* Stored data:
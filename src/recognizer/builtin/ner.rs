//! Heuristic person and location recognition
//!
//! A lightweight stand-in for statistical NER: honorific-prefixed names,
//! runs of capitalized words, a given-name lexicon, and street-address
//! shapes. Scores reflect how strong each signal is; the capitalized-run
//! heuristic in particular fires on sentence-initial word pairs and is
//! scored accordingly.

use super::compile;
use crate::domain::{tags, EntityType, PiiMatch, Result};
use crate::recognizer::{char_span, Recognizer};
use regex::Regex;

/// Common given names used by the lexicon heuristic
const GIVEN_NAMES: &[&str] = &[
    "Aaron", "Adam", "Alan", "Albert", "Alice", "Amanda", "Amy", "Andrea", "Andrew", "Angela",
    "Anna", "Anthony", "Arthur", "Barbara", "Benjamin", "Betty", "Bob", "Brandon", "Brian",
    "Carl", "Carlos", "Carol", "Carolyn", "Catherine", "Charles", "Christina", "Christine",
    "Christopher", "Cynthia", "Daniel", "David", "Deborah", "Dennis", "Diana", "Diane", "Donald",
    "Donna", "Dorothy", "Douglas", "Edward", "Elizabeth", "Emily", "Emma", "Eric", "Frances",
    "Frank", "Gary", "George", "Gerald", "Gloria", "Grace", "Gregory", "Hannah", "Harold",
    "Harry", "Heather", "Helen", "Henry", "Jack", "Jacob", "James", "Jane", "Janet", "Jason",
    "Jean", "Jeffrey", "Jennifer", "Jeremy", "Jerry", "Jessica", "Joan", "Joe", "John",
    "Jonathan", "Jose", "Joseph", "Joshua", "Joyce", "Juan", "Judith", "Julia", "Julie",
    "Justin", "Karen", "Katherine", "Kathleen", "Keith", "Kelly", "Kenneth", "Kevin",
    "Kimberly", "Larry", "Laura", "Lawrence", "Linda", "Lisa", "Margaret", "Maria", "María",
    "Marie", "Mark", "Martha", "Mary", "Matthew", "Megan", "Melissa", "Michael", "Michelle",
    "Nancy", "Nathan", "Nicholas", "Nicole", "Noah", "Olivia", "Pamela", "Patricia", "Patrick",
    "Paul", "Peter", "Philip", "Rachel", "Ralph", "Raymond", "Rebecca", "Richard", "Robert",
    "Roger", "Ronald", "Rose", "Russell", "Ruth", "Ryan", "Samantha", "Samuel", "Sandra",
    "Sara", "Sarah", "Scott", "Sean", "Sharon", "Shirley", "Sophia", "Stephanie", "Stephen",
    "Steven", "Susan", "Teresa", "Terry", "Thomas", "Timothy", "Tyler", "Victoria", "Vincent",
    "Virginia", "Walter", "Wayne", "William", "Zachary",
];

/// Multi-entity heuristic recognizer emitting `PERSON` and `LOCATION`
pub struct HeuristicNerRecognizer {
    entities: [EntityType; 2],
    titled_name: Regex,
    capitalized_run: Regex,
    capitalized_word: Regex,
    street_address: Regex,
}

impl HeuristicNerRecognizer {
    pub fn new() -> Result<Self> {
        Ok(Self {
            entities: [EntityType::new(tags::PERSON), EntityType::new(tags::LOCATION)],
            titled_name: compile(
                tags::PERSON,
                r"\b(?:Mr|Mrs|Ms|Dr|Prof|Miss)\.?\s+([A-Z]\p{Ll}+(?:\s+[A-Z]\p{Ll}+)*)",
            )?,
            capitalized_run: compile(tags::PERSON, r"\b[A-Z]\p{Ll}+(?:\s+[A-Z]\p{Ll}+)+\b")?,
            capitalized_word: compile(tags::PERSON, r"\b[A-Z]\p{Ll}+\b")?,
            street_address: compile(
                tags::LOCATION,
                r"\b\d+(?:\s+[A-Z][A-Za-z]*){1,3}\s+(?:Street|St|Avenue|Ave|Road|Rd|Boulevard|Blvd|Drive|Dr|Lane|Ln|Way|Court|Ct)\b",
            )?,
        })
    }

    fn person(&self) -> &EntityType {
        &self.entities[0]
    }

    fn location(&self) -> &EntityType {
        &self.entities[1]
    }
}

impl Recognizer for HeuristicNerRecognizer {
    fn name(&self) -> &str {
        "heuristic_ner_recognizer"
    }

    fn supported_entities(&self) -> &[EntityType] {
        &self.entities
    }

    fn language(&self) -> &str {
        "en"
    }

    fn detect(&self, text: &str) -> Result<Vec<PiiMatch>> {
        let mut matches = Vec::new();

        // Honorific-prefixed names; the span covers the name, not the title.
        for cap in self.titled_name.captures_iter(text) {
            if let Some(name) = cap.get(1) {
                let (start, end) = char_span(text, name.start(), name.end());
                matches.push(PiiMatch::new(self.person().clone(), start, end, 0.85));
            }
        }

        for m in self.capitalized_run.find_iter(text) {
            let (start, end) = char_span(text, m.start(), m.end());
            if matches
                .iter()
                .any(|p: &PiiMatch| p.start <= start && end <= p.end)
            {
                continue;
            }
            matches.push(PiiMatch::new(self.person().clone(), start, end, 0.4));
        }

        // Lexicon hits only count when not already inside a person span.
        for m in self.capitalized_word.find_iter(text) {
            if !GIVEN_NAMES.contains(&m.as_str()) {
                continue;
            }
            let (start, end) = char_span(text, m.start(), m.end());
            if matches
                .iter()
                .any(|p: &PiiMatch| p.start <= start && end <= p.end)
            {
                continue;
            }
            matches.push(PiiMatch::new(self.person().clone(), start, end, 0.7));
        }

        for m in self.street_address.find_iter(text) {
            let (start, end) = char_span(text, m.start(), m.end());
            matches.push(PiiMatch::new(self.location().clone(), start, end, 0.7));
        }

        Ok(matches)
    }
}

* PROMPT: Only a number is wanted here: how many lines in the data above include the string "compile"?

* SOLUTION FOR THIS PROBLEM: 5